Prompt: What you need to produce from the material below is an exact transcription of the lines from the one with "rx, admission, ws_state)))" through the one with "while let Some(event)", both included, and no other line.

Supplied material:

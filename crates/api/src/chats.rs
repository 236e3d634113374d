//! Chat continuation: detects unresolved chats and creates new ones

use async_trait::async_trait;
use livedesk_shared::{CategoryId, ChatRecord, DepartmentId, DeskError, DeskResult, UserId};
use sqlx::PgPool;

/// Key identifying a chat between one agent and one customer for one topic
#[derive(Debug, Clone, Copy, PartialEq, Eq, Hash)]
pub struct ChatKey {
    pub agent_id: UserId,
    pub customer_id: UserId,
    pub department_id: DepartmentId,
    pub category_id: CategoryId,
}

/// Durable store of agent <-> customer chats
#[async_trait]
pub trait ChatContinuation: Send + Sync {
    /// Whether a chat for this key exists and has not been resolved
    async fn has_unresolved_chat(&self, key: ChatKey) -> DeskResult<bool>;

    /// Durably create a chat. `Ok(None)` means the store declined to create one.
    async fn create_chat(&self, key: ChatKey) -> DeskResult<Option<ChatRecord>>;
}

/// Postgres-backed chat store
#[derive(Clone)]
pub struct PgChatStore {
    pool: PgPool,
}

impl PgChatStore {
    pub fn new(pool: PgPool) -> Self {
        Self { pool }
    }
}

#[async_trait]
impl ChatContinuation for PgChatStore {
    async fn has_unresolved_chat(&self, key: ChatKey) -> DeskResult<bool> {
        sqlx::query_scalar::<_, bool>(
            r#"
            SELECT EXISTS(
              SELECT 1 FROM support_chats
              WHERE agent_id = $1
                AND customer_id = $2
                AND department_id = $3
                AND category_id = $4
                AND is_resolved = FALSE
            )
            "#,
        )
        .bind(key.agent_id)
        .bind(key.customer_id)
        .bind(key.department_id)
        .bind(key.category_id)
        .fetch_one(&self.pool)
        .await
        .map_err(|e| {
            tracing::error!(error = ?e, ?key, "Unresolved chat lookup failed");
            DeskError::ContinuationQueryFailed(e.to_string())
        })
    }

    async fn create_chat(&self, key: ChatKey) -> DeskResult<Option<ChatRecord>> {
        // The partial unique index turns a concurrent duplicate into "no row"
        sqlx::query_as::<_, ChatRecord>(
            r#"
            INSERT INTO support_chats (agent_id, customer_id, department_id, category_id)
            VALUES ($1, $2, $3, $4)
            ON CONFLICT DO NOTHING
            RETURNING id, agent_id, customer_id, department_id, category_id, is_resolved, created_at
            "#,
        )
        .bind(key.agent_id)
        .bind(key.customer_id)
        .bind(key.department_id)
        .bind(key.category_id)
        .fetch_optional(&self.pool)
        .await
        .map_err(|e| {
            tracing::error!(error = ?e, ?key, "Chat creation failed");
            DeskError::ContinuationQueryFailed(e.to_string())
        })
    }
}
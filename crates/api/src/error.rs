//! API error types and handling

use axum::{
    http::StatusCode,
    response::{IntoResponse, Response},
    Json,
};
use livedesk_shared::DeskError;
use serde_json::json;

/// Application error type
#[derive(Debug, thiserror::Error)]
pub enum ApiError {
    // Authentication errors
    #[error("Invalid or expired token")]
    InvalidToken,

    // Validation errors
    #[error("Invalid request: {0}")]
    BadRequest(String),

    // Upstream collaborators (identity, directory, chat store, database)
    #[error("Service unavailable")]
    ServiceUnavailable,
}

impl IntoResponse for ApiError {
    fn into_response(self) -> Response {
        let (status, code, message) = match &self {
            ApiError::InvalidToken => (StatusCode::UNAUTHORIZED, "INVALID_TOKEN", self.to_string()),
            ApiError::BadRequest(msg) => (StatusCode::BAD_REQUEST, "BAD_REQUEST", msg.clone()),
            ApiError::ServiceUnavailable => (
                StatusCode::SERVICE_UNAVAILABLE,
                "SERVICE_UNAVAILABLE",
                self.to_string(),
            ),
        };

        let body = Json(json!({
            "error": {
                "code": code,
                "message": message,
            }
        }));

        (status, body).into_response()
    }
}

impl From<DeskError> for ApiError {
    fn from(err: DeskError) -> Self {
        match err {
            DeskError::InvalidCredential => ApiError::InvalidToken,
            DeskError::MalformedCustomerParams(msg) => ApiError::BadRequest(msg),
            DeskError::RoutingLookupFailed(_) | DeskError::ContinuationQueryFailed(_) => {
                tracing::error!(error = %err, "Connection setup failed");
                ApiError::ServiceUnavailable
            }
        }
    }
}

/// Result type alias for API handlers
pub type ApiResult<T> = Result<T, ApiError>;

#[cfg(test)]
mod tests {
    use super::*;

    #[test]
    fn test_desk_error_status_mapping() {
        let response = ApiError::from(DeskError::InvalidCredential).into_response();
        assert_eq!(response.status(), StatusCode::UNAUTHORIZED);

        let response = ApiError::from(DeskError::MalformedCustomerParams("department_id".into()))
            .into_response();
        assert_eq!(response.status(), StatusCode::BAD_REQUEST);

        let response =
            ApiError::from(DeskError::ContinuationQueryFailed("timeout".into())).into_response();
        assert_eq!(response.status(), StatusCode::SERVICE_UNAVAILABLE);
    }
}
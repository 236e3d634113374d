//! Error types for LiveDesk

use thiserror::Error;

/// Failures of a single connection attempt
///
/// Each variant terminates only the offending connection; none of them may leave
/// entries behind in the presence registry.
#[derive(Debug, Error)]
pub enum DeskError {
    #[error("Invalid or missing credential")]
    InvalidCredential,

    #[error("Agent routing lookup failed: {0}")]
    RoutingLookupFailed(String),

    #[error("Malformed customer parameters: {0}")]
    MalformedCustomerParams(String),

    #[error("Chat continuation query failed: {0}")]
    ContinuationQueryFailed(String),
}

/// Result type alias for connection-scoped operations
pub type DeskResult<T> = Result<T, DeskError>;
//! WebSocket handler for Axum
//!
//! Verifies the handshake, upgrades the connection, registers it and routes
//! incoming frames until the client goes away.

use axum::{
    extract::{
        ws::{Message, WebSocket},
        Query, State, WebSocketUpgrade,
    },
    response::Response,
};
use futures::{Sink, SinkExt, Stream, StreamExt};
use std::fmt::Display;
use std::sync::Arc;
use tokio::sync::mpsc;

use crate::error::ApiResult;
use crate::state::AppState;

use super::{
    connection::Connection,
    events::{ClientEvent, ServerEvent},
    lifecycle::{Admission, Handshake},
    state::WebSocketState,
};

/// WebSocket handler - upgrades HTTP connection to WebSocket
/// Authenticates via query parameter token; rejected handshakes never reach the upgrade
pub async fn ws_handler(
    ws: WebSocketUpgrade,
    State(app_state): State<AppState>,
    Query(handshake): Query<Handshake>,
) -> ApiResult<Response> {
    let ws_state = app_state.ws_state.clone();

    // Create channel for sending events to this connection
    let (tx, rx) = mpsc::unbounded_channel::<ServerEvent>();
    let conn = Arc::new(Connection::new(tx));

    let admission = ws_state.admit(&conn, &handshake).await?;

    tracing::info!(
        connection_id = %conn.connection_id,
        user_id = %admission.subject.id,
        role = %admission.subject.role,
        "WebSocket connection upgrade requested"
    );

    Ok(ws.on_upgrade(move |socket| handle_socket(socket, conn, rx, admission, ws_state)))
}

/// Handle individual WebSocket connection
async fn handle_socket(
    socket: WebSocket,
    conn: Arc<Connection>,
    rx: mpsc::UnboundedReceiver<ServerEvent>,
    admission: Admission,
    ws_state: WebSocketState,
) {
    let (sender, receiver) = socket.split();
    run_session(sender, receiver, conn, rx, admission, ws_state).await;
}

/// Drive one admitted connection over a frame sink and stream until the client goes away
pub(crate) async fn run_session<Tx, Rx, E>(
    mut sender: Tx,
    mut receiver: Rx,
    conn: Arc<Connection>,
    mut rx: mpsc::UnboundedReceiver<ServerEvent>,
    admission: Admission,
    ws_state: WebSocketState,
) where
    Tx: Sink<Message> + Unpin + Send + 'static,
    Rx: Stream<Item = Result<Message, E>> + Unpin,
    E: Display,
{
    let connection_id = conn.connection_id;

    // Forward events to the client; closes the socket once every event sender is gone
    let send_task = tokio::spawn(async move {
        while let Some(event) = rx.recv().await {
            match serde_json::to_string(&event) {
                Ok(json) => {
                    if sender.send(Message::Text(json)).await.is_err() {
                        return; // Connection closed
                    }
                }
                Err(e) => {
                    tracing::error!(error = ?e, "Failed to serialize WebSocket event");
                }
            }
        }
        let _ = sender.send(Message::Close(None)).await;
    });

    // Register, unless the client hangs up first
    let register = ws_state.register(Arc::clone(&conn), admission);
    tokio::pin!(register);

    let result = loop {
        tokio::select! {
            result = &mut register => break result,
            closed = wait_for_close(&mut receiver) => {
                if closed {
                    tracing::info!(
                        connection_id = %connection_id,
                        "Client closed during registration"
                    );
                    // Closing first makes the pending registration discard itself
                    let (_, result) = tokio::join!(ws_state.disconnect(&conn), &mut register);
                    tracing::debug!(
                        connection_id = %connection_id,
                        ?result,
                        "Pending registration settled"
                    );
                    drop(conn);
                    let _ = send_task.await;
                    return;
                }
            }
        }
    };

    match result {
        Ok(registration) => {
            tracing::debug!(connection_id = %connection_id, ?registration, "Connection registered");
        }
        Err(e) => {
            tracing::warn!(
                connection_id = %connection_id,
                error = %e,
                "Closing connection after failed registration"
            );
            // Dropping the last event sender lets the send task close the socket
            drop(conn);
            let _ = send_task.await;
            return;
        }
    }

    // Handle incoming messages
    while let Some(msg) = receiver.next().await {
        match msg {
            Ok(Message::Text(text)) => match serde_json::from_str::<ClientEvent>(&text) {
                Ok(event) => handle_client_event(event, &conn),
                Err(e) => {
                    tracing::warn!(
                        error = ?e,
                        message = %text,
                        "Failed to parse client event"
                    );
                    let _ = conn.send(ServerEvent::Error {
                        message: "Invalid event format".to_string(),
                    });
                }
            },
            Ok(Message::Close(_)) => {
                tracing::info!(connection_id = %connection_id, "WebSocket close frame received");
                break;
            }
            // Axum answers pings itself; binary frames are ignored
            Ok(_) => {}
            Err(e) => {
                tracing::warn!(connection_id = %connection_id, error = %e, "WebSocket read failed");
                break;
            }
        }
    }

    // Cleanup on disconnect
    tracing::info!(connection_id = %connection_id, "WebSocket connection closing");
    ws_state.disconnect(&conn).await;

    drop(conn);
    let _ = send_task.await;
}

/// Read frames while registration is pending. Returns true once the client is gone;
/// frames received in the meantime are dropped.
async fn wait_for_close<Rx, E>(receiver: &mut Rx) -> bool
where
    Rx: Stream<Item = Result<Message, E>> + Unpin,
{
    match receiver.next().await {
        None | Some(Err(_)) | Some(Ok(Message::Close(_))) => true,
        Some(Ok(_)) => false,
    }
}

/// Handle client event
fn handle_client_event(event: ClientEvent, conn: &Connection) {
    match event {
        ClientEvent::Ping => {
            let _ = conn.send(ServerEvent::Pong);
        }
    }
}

Answer section:
    Ok(ws.on_upgrade(move |socket| handle_socket(socket, conn, rx, admission, ws_state)))
}

/// Handle individual WebSocket connection
async fn handle_socket(
    socket: WebSocket,
    conn: Arc<Connection>,
    rx: mpsc::UnboundedReceiver<ServerEvent>,
    admission: Admission,
    ws_state: WebSocketState,
) {
    let (sender, receiver) = socket.split();
    run_session(sender, receiver, conn, rx, admission, ws_state).await;
}

/// Drive one admitted connection over a frame sink and stream until the client goes away
pub(crate) async fn run_session<Tx, Rx, E>(
    mut sender: Tx,
    mut receiver: Rx,
    conn: Arc<Connection>,
    mut rx: mpsc::UnboundedReceiver<ServerEvent>,
    admission: Admission,
    ws_state: WebSocketState,
) where
    Tx: Sink<Message> + Unpin + Send + 'static,
    Rx: Stream<Item = Result<Message, E>> + Unpin,
    E: Display,
{
    let connection_id = conn.connection_id;

    // Forward events to the client; closes the socket once every event sender is gone
    let send_task = tokio::spawn(async move {
        while let Some(event) = rx.recv().await {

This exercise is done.